Yo, que me paso el día picando, empiezo a tener hambre al cabo de unas horas. Las comidas son de lo mejor. Su vino repugnante es néctar cuando se tiene sed. La pasta con setas, una delicia. Un melocotón es un tesoro inapreciable. El truco para dar gracias a Dios es tener hambre. Los canónigos hacen voto de pobreza, humildad, castidad y caridad. El monje más guapo es el que toca el órgano; tiene los ojos verdes como esmeraldas. Toca el órgano como Jimi Hendrix quemaba su guitarra eléctrica. ¡Intenso! Su interpretación de Bach me hizo llorar de alegría.
Aquí, el Papa León III recibió la visita de Jesús rodeado de ángeles. Bueno, eso fue hace un milenio; no tenemos ningún video en Instagram que lo demuestre. De la mañana a la noche, en la capilla gótica, los monjes se levantan y se arrodillan cantando cosas en latín. Sus cánticos gregorianos me recuerdan a la moda del grupo Enigma en la década de 1990. El código de vestimenta blanca es el único punto en común entre esta iglesia santa y el Nikki Beach de Saint-Tropez. Hace unas horas, estaba gritando en el escenario del Bataclan en París, y ahora me arrodillo cantando Solo Dios basta (letra: Santa Teresa de Ávila). Mi vida es una montaña rusa sin sentido. Ya no quiero irme de aquí. ¡Me da miedo ser libre!

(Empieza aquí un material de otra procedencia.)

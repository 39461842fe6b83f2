//! JWT session token handling
//!
//! Tokens are stateless: validity is purely a function of signature and
//! expiry, so there is no revocation before expiry. Verification checks
//! the signature first, then `exp`; `jsonwebtoken`'s default 60-second
//! leeway on expiry is kept as the clock-skew window.

use chrono::{Duration, Utc};
use jsonwebtoken::{decode, encode, DecodingKey, EncodingKey, Header, Validation};
use serde::{Deserialize, Serialize};
use thiserror::Error;

/// JWT configuration, loaded once at startup and immutable thereafter.
#[derive(Clone)]
pub struct JwtConfig {
    /// Secret key for signing tokens
    pub secret: String,
    /// Token expiration time in hours
    pub expiration_hours: i64,
    /// Issuer claim
    pub issuer: String,
}

impl Default for JwtConfig {
    fn default() -> Self {
        Self {
            secret: std::env::var("JWT_SECRET")
                .unwrap_or_else(|_| "change-me-in-production".to_string()),
            expiration_hours: std::env::var("JWT_EXPIRATION_HOURS")
                .ok()
                .and_then(|v| v.parse().ok())
                .unwrap_or(24),
            issuer: "backstage".to_string(),
        }
    }
}

/// Claims embedded in a session token.
#[derive(Debug, Serialize, Deserialize, Clone)]
pub struct TokenClaims {
    /// Subject (user ID)
    pub sub: String,
    /// Expiration time (Unix timestamp)
    pub exp: i64,
    /// Issued at (Unix timestamp)
    pub iat: i64,
    /// Issuer
    pub iss: String,
    /// Token ID, unique per issuance
    pub jti: String,
}

impl TokenClaims {
    fn new(user_id: &str, config: &JwtConfig) -> Self {
        let now = Utc::now();
        let exp = now + Duration::hours(config.expiration_hours);

        Self {
            sub: user_id.to_string(),
            exp: exp.timestamp(),
            iat: now.timestamp(),
            iss: config.issuer.clone(),
            jti: uuid::Uuid::new_v4().to_string(),
        }
    }
}

/// Failure modes of authentication and authorization.
///
/// Callers need to tell these apart to produce the right client-facing
/// message; the HTTP mapping lives in `auth::middleware`.
#[derive(Debug, Clone, Error)]
pub enum AuthError {
    #[error("Missing authentication token")]
    MissingToken,
    #[error("Invalid authentication token")]
    InvalidToken,
    #[error("Token has expired")]
    ExpiredToken,
    /// Token verified but its subject no longer exists. An account deleted
    /// after issuance is expected, so this is unauthorized rather than a
    /// server fault.
    #[error("Invalid token, user not found")]
    UnknownSubject,
    #[error("Invalid credentials")]
    InvalidCredentials,
    #[error("Access denied: Not a band member")]
    NotBandMember,
    #[error("Access denied: Not a band admin")]
    NotBandAdmin,
}

/// Create a signed session token for a user
pub fn issue_token(
    user_id: &str,
    config: &JwtConfig,
) -> Result<String, jsonwebtoken::errors::Error> {
    let claims = TokenClaims::new(user_id, config);

    encode(
        &Header::default(),
        &claims,
        &EncodingKey::from_secret(config.secret.as_bytes()),
    )
}

/// Verify a session token and return its claims.
///
/// Signature integrity is checked before expiry; a tampered token is
/// `InvalidToken` even when it is also stale.
pub fn verify_token(token: &str, config: &JwtConfig) -> Result<TokenClaims, AuthError> {
    let mut validation = Validation::default();
    validation.set_issuer(&[&config.issuer]);

    let token_data = decode::<TokenClaims>(
        token,
        &DecodingKey::from_secret(config.secret.as_bytes()),
        &validation,
    )
    .map_err(|e| match e.kind() {
        jsonwebtoken::errors::ErrorKind::ExpiredSignature => AuthError::ExpiredToken,
        _ => AuthError::InvalidToken,
    })?;

    Ok(token_data.claims)
}

#[cfg(test)]
mod tests {
    use super::*;

    fn test_config() -> JwtConfig {
        JwtConfig {
            secret: "unit-test-secret".to_string(),
            expiration_hours: 1,
            issuer: "backstage".to_string(),
        }
    }

    #[test]
    fn issue_and_verify_round_trip() {
        let config = test_config();
        let token = issue_token("user-123", &config).unwrap();

        let claims = verify_token(&token, &config).unwrap();
        assert_eq!(claims.sub, "user-123");
        assert_eq!(claims.iss, "backstage");
        assert!(claims.exp > Utc::now().timestamp());
    }

    #[test]
    fn each_issuance_is_a_distinct_token() {
        let config = test_config();
        let a = issue_token("user-123", &config).unwrap();
        let b = issue_token("user-123", &config).unwrap();
        assert_ne!(a, b);
        assert_eq!(
            verify_token(&a, &config).unwrap().sub,
            verify_token(&b, &config).unwrap().sub
        );
    }

    #[test]
    fn expired_token_is_reported_as_expired() {
        // Expiry far enough in the past to clear the 60s leeway
        let config = JwtConfig {
            expiration_hours: -2,
            ..test_config()
        };
        let token = issue_token("user-123", &config).unwrap();

        let err = verify_token(&token, &test_config()).unwrap_err();
        assert!(matches!(err, AuthError::ExpiredToken));
    }

    #[test]
    fn tampered_payload_fails_as_invalid() {
        let config = test_config();
        let token = issue_token("user-123", &config).unwrap();

        let mut parts: Vec<String> = token.split('.').map(String::from).collect();
        assert_eq!(parts.len(), 3);
        let mut payload: Vec<u8> = parts[1].clone().into_bytes();
        payload[0] = if payload[0] == b'A' { b'B' } else { b'A' };
        parts[1] = String::from_utf8(payload).unwrap();
        let tampered = parts.join(".");

        let err = verify_token(&tampered, &config).unwrap_err();
        assert!(matches!(err, AuthError::InvalidToken));
    }

    #[test]
    fn tampered_signature_fails_as_invalid() {
        let config = test_config();
        let token = issue_token("user-123", &config).unwrap();

        let mut parts: Vec<String> = token.split('.').map(String::from).collect();
        let mut sig: Vec<u8> = parts[2].clone().into_bytes();
        sig[0] = if sig[0] == b'A' { b'B' } else { b'A' };
        parts[2] = String::from_utf8(sig).unwrap();
        let tampered = parts.join(".");

        assert!(matches!(
            verify_token(&tampered, &config).unwrap_err(),
            AuthError::InvalidToken
        ));
    }

    #[test]
    fn wrong_secret_fails_as_invalid() {
        let token = issue_token("user-123", &test_config()).unwrap();
        let other = JwtConfig {
            secret: "another-secret".to_string(),
            ..test_config()
        };
        assert!(matches!(
            verify_token(&token, &other).unwrap_err(),
            AuthError::InvalidToken
        ));
    }

    #[test]
    fn wrong_issuer_fails_as_invalid() {
        let issuer_config = JwtConfig {
            issuer: "someone-else".to_string(),
            ..test_config()
        };
        let token = issue_token("user-123", &issuer_config).unwrap();
        assert!(matches!(
            verify_token(&token, &test_config()).unwrap_err(),
            AuthError::InvalidToken
        ));
    }

    #[test]
    fn garbage_fails_as_invalid() {
        assert!(matches!(
            verify_token("not-a-token", &test_config()).unwrap_err(),
            AuthError::InvalidToken
        ));
    }
}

Los monjes tendrán que echarme de su casa a golpes de sandalia en el trasero para que acepte regresar al mundo contaminado. He odiado el confinamiento, pero me gusta la ralentización. Entiendo a estos hombres de sotana blanca, que eligen vivir tranquilamente, flotando y rezando todo el día entre árboles y pájaros. Parecen estar mejor organizados (y por lo tanto menos desorientados) que la mayoría de los humanos que he encontrado en mi vida. Nosotros carecemos de rituales.
“No salgas fuera, vuelve a ti mismo, en tu corazón habita la verdad”, dice San Agustín. Es hora de que deje a estos hombres, antes de que empiece a corretear desnudo sobre el césped como un fauno, gritando “Hosanna”. Cuando este artículo salga en ICON, me habré sumergido de nuevo en el tumulto, en el fondo del abismo consumista, en la autodestrucción total de la humanidad, pero sabré que, en algún lugar del sur de Francia, a unos pocos kilómetros de Barcelona, unos tipos vestidos de blanco siguen dando vueltas a un claustro todos los días, cantando la misma canción desde hace 12 siglos. Pensar en ellos me ayudará a mantenerme en pie.